Henry Dickerson McDaniel (September 4, 1836 – July 25, 1926), was the 52nd Governor of Georgia from 1883 to 1886.

Early life
Henry Dickerson McDaniel was born on September 4, 1836 in Monroe, Georgia to Ira McDaniel. Ira McDaniel was one of the first professors of Mercer University. McDaniel attended high school in Atlanta. He graduated with a Bachelor of Arts from Mercer University in 1856. He established a law practice in Monroe in 1857. He later attended the University of Georgia and received a LL.D in 1906. He was the youngest delegate to Georgia's secession convention in 1861.

Civil War
McDaniel joined the Confederate States Army on July 2, 1861 as a first lieutenant of the 11th Georgia Infantry Regiment. McDaniel was promoted to major in November 1862. McDaniel first attracted attention during the American Civil War for taking command of the 11th Georgia Infantry after the death of his officers at the Battle of Gettysburg. On July 10, 1863, he was shot by a Union soldier at Funkstown, Maryland. Two days later, he was captured by Union troops in Hagerstown, Maryland. He was hospitalized at Point Lookout and then transferred to Johnson's Island in Sandusky, Ohio. He remained in a POW camp until July 1865.

Political career
McDaniel was a member of the Democratic Party. After the war, McDaniel entered Georgia state politics. He served in the House from 1872 to 1874 and in the Senate from 1874 to 1882.
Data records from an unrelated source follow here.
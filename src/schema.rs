//! Schema types and structures
//!
//! A draft-07 flavored JSON Schema node. Fields at their default are omitted
//! when serialized, so the JSON produced is exactly the keywords that were set.

use serde::{Deserialize, Serialize};
use serde_json::Value;
use std::collections::BTreeMap;
use std::fmt;

/// Default prefix for definition references
pub const DEFAULT_DEFINITIONS_PREFIX: &str = "#/definitions/";

/// Primitive JSON type
#[derive(Debug, Clone, Copy, PartialEq, Eq, Hash, PartialOrd, Ord, Serialize, Deserialize)]
#[serde(rename_all = "lowercase")]
pub enum SimpleType {
    Array,
    Boolean,
    Integer,
    Null,
    Number,
    Object,
    String,
}

impl SimpleType {
    pub fn as_str(&self) -> &'static str {
        match self {
            SimpleType::Array => "array",
            SimpleType::Boolean => "boolean",
            SimpleType::Integer => "integer",
            SimpleType::Null => "null",
            SimpleType::Number => "number",
            SimpleType::Object => "object",
            SimpleType::String => "string",
        }
    }
}

impl fmt::Display for SimpleType {
    fn fmt(&self, f: &mut fmt::Formatter<'_>) -> fmt::Result {
        f.write_str(self.as_str())
    }
}

/// The `type` keyword: a single kind or a union of kinds
#[derive(Debug, Clone, PartialEq, Eq, Serialize, Deserialize)]
#[serde(untagged)]
pub enum Type {
    Simple(SimpleType),
    Multiple(Vec<SimpleType>),
}

impl Type {
    /// All kinds named by this designator
    pub fn kinds(&self) -> Vec<SimpleType> {
        match self {
            Type::Simple(t) => vec![*t],
            Type::Multiple(ts) => ts.clone(),
        }
    }

    pub fn contains(&self, kind: SimpleType) -> bool {
        match self {
            Type::Simple(t) => *t == kind,
            Type::Multiple(ts) => ts.contains(&kind),
        }
    }
}

impl From<SimpleType> for Type {
    fn from(t: SimpleType) -> Self {
        Type::Simple(t)
    }
}

/// Either a full schema or the boolean shorthand
#[derive(Debug, Clone, PartialEq, Serialize, Deserialize)]
#[serde(untagged)]
#[allow(clippy::large_enum_variant)]
pub enum SchemaOrBool {
    /// `true` accepts anything, `false` accepts nothing
    Bool(bool),
    Schema(Schema),
}

impl SchemaOrBool {
    pub fn as_schema(&self) -> Option<&Schema> {
        match self {
            SchemaOrBool::Schema(s) => Some(s),
            SchemaOrBool::Bool(_) => None,
        }
    }
}

impl From<Schema> for SchemaOrBool {
    fn from(s: Schema) -> Self {
        SchemaOrBool::Schema(s)
    }
}

impl From<bool> for SchemaOrBool {
    fn from(b: bool) -> Self {
        SchemaOrBool::Bool(b)
    }
}

/// A named definition reference: prefix plus definition name
#[derive(Debug, Clone, PartialEq, Eq, Hash)]
pub struct Ref {
    pub prefix: String,
    pub name: String,
}

impl Ref {
    pub fn new(prefix: impl Into<String>, name: impl Into<String>) -> Self {
        Self {
            prefix: prefix.into(),
            name: name.into(),
        }
    }

    /// The document root reference (`#`)
    pub fn root() -> Self {
        Self::new("#", "")
    }

    /// Rendered reference string
    pub fn path(&self) -> String {
        format!("{}{}", self.prefix, self.name)
    }

    /// Schema consisting only of this reference
    pub fn schema(&self) -> Schema {
        Schema::reference(self.path())
    }
}

impl fmt::Display for Ref {
    fn fmt(&self, f: &mut fmt::Formatter<'_>) -> fmt::Result {
        write!(f, "{}{}", self.prefix, self.name)
    }
}

/// Serialize `Option<f64>` as an integer when it has no fractional part,
/// so bounds read `1` rather than `1.0`.
#[allow(clippy::ref_option)]
fn serialize_number<S>(value: &Option<f64>, serializer: S) -> Result<S::Ok, S::Error>
where
    S: serde::Serializer,
{
    match value {
        Some(v) if v.fract() == 0.0 && v.abs() < 9.0e15 => {
            #[allow(clippy::cast_possible_truncation)]
            let int_val = *v as i64;
            serializer.serialize_some(&int_val)
        }
        Some(v) => serializer.serialize_some(v),
        None => serializer.serialize_none(),
    }
}

/// JSON Schema node
#[derive(Debug, Clone, Default, PartialEq, Serialize, Deserialize)]
#[serde(rename_all = "camelCase")]
pub struct Schema {
    #[serde(rename = "$schema", default, skip_serializing_if = "Option::is_none")]
    pub schema: Option<String>,
    #[serde(rename = "$id", default, skip_serializing_if = "Option::is_none")]
    pub id: Option<String>,
    /// Reference to a definition; see [`Schema::ref_is_clean`]
    #[serde(rename = "$ref", default, skip_serializing_if = "Option::is_none")]
    pub reference: Option<String>,
    #[serde(rename = "$comment", default, skip_serializing_if = "Option::is_none")]
    pub comment: Option<String>,

    #[serde(default, skip_serializing_if = "Option::is_none")]
    pub title: Option<String>,
    #[serde(default, skip_serializing_if = "Option::is_none")]
    pub description: Option<String>,

    #[serde(rename = "type", default, skip_serializing_if = "Option::is_none")]
    pub r#type: Option<Type>,
    #[serde(default, skip_serializing_if = "Option::is_none")]
    pub format: Option<String>,

    #[serde(default, skip_serializing_if = "Option::is_none")]
    pub default: Option<Value>,
    #[serde(rename = "const", default, skip_serializing_if = "Option::is_none")]
    pub r#const: Option<Value>,
    #[serde(rename = "enum", default, skip_serializing_if = "Option::is_none")]
    pub r#enum: Option<Vec<Value>>,
    #[serde(default, skip_serializing_if = "Option::is_none")]
    pub examples: Option<Vec<Value>>,

    // Number constraints
    #[serde(default, skip_serializing_if = "Option::is_none", serialize_with = "serialize_number")]
    pub multiple_of: Option<f64>,
    #[serde(default, skip_serializing_if = "Option::is_none", serialize_with = "serialize_number")]
    pub maximum: Option<f64>,
    #[serde(default, skip_serializing_if = "Option::is_none", serialize_with = "serialize_number")]
    pub exclusive_maximum: Option<f64>,
    #[serde(default, skip_serializing_if = "Option::is_none", serialize_with = "serialize_number")]
    pub minimum: Option<f64>,
    #[serde(default, skip_serializing_if = "Option::is_none", serialize_with = "serialize_number")]
    pub exclusive_minimum: Option<f64>,

    // String constraints
    #[serde(default, skip_serializing_if = "Option::is_none")]
    pub max_length: Option<u64>,
    #[serde(default, skip_serializing_if = "Option::is_none")]
    pub min_length: Option<u64>,
    #[serde(default, skip_serializing_if = "Option::is_none")]
    pub pattern: Option<String>,
    #[serde(default, skip_serializing_if = "Option::is_none")]
    pub content_media_type: Option<String>,
    #[serde(default, skip_serializing_if = "Option::is_none")]
    pub content_encoding: Option<String>,

    // Array constraints
    #[serde(default, skip_serializing_if = "Option::is_none")]
    pub items: Option<Box<SchemaOrBool>>,
    #[serde(default, skip_serializing_if = "Option::is_none")]
    pub max_items: Option<u64>,
    #[serde(default, skip_serializing_if = "Option::is_none")]
    pub min_items: Option<u64>,
    #[serde(default, skip_serializing_if = "Option::is_none")]
    pub unique_items: Option<bool>,
    #[serde(default, skip_serializing_if = "Option::is_none")]
    pub contains: Option<Box<SchemaOrBool>>,

    // Object constraints
    #[serde(default, skip_serializing_if = "Option::is_none")]
    pub max_properties: Option<u64>,
    #[serde(default, skip_serializing_if = "Option::is_none")]
    pub min_properties: Option<u64>,
    #[serde(default, skip_serializing_if = "Vec::is_empty")]
    pub required: Vec<String>,
    #[serde(default, skip_serializing_if = "Option::is_none")]
    pub properties: Option<BTreeMap<String, SchemaOrBool>>,
    #[serde(default, skip_serializing_if = "Option::is_none")]
    pub pattern_properties: Option<BTreeMap<String, SchemaOrBool>>,
    #[serde(default, skip_serializing_if = "Option::is_none")]
    pub additional_properties: Option<Box<SchemaOrBool>>,
    #[serde(default, skip_serializing_if = "Option::is_none")]
    pub property_names: Option<Box<SchemaOrBool>>,

    // Composition
    #[serde(default, skip_serializing_if = "Option::is_none")]
    pub all_of: Option<Vec<SchemaOrBool>>,
    #[serde(default, skip_serializing_if = "Option::is_none")]
    pub any_of: Option<Vec<SchemaOrBool>>,
    #[serde(default, skip_serializing_if = "Option::is_none")]
    pub one_of: Option<Vec<SchemaOrBool>>,
    #[serde(default, skip_serializing_if = "Option::is_none")]
    pub not: Option<Box<SchemaOrBool>>,
    #[serde(rename = "if", default, skip_serializing_if = "Option::is_none")]
    pub r#if: Option<Box<SchemaOrBool>>,
    #[serde(default, skip_serializing_if = "Option::is_none")]
    pub then: Option<Box<SchemaOrBool>>,
    #[serde(rename = "else", default, skip_serializing_if = "Option::is_none")]
    pub r#else: Option<Box<SchemaOrBool>>,

    // Annotations
    #[serde(default, skip_serializing_if = "Option::is_none")]
    pub read_only: Option<bool>,
    #[serde(default, skip_serializing_if = "Option::is_none")]
    pub write_only: Option<bool>,
    #[serde(default, skip_serializing_if = "Option::is_none")]
    pub deprecated: Option<bool>,

    #[serde(default, skip_serializing_if = "Option::is_none")]
    pub definitions: Option<BTreeMap<String, SchemaOrBool>>,

    /// Extension keywords (`x-*`)
    #[serde(flatten)]
    pub extra: BTreeMap<String, Value>,
}

impl Schema {
    /// Empty schema, accepts anything
    pub fn new() -> Self {
        Self::default()
    }

    /// Schema with a single type
    pub fn with_type(t: SimpleType) -> Self {
        Self {
            r#type: Some(Type::Simple(t)),
            ..Default::default()
        }
    }

    /// Schema consisting only of a reference
    pub fn reference(path: impl Into<String>) -> Self {
        Self {
            reference: Some(path.into()),
            ..Default::default()
        }
    }

    pub fn is_ref(&self) -> bool {
        self.reference.as_deref().is_some_and(|r| !r.is_empty())
    }

    /// Kinds named by `type`, empty if unset
    pub fn types(&self) -> Vec<SimpleType> {
        self.r#type.as_ref().map(Type::kinds).unwrap_or_default()
    }

    pub fn has_type(&self, kind: SimpleType) -> bool {
        self.r#type.as_ref().is_some_and(|t| t.contains(kind))
    }

    /// First non-null kind named by `type`
    pub fn primary_type(&self) -> Option<SimpleType> {
        self.types().into_iter().find(|t| *t != SimpleType::Null)
    }

    /// Add a kind to the type union. `null` is kept first.
    ///
    /// Returns false when the schema has no `type` to extend.
    pub fn add_type(&mut self, kind: SimpleType) -> bool {
        let current = match self.r#type.take() {
            Some(t) => t,
            None => return false,
        };
        let mut kinds = current.kinds();
        if !kinds.contains(&kind) {
            if kind == SimpleType::Null {
                kinds.insert(0, kind);
            } else {
                kinds.push(kind);
            }
        }
        self.r#type = Some(if kinds.len() == 1 {
            Type::Simple(kinds[0])
        } else {
            Type::Multiple(kinds)
        });
        true
    }

    /// Remove a kind from the type union
    pub fn remove_type(&mut self, kind: SimpleType) {
        if let Some(t) = self.r#type.take() {
            let kinds: Vec<_> = t.kinds().into_iter().filter(|k| *k != kind).collect();
            self.r#type = match kinds.len() {
                0 => None,
                1 => Some(Type::Simple(kinds[0])),
                _ => Some(Type::Multiple(kinds)),
            };
        }
    }

    /// True when the schema is nothing but a (possibly nullable) scalar `type`
    pub fn is_trivial(&self) -> bool {
        let Some(t) = &self.r#type else {
            return false;
        };
        if t.contains(SimpleType::Object) || t.contains(SimpleType::Array) {
            return false;
        }
        let bare = Schema {
            r#type: self.r#type.clone(),
            ..Default::default()
        };
        *self == bare
    }

    /// True unless a `$ref` is accompanied by keywords other than description and deprecation
    pub fn ref_is_clean(&self) -> bool {
        if !self.is_ref() {
            return true;
        }
        let allowed = Schema {
            reference: self.reference.clone(),
            description: self.description.clone(),
            deprecated: self.deprecated,
            ..Default::default()
        };
        *self == allowed
    }

    /// Move a `$ref` carrying sibling keywords into `allOf`
    pub fn normalize_ref(&mut self) {
        if self.ref_is_clean() {
            return;
        }
        if let Some(reference) = self.reference.take() {
            let mut all_of = self.all_of.take().unwrap_or_default();
            all_of.insert(0, Schema::reference(reference).into());
            self.all_of = Some(all_of);
        }
    }

    /// Properties map, created on first use
    pub fn properties_mut(&mut self) -> &mut BTreeMap<String, SchemaOrBool> {
        self.properties.get_or_insert_with(BTreeMap::new)
    }

    /// Whether the object declares any properties
    pub fn has_properties(&self) -> bool {
        self.properties.as_ref().is_some_and(|p| !p.is_empty())
    }

    /// Mark a property as required, keeping the list free of duplicates
    pub fn add_required(&mut self, name: &str) {
        if !self.required.iter().any(|r| r == name) {
            self.required.push(name.to_string());
        }
    }

    pub fn to_json_value(&self) -> serde_json::Result<Value> {
        serde_json::to_value(self)
    }

    pub fn to_json_string(&self) -> serde_json::Result<String> {
        serde_json::to_string(self)
    }

    pub fn to_json_string_pretty(&self) -> serde_json::Result<String> {
        serde_json::to_string_pretty(self)
    }
}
McDaniel was elected Governor of Georgia to complete the term of Alexander Stephens, who died shortly after his inauguration in 1883. He served out Stephens' term and was re-elected as governor in 1884. During his administration, the Georgia School of Technology was established, and construction began on the new State Capitol. He signed the General Local Option Liquor Law into effect on September 18, 1885 as part of the Temperance Movement in Georgia.

Personal life
McDaniel met Hester C. Felker at the Female Academy in 1857. He wrote letters to her throughout the war and while held prisoner. After the war, McDaniel returned to Monroe, where he married Hester C. Felker on December 20, 1865. Felker's father did not approve of the marriage, but Henry and Hester McDaniel were married for sixty years. The couple had two children, Sanders and Gipsy.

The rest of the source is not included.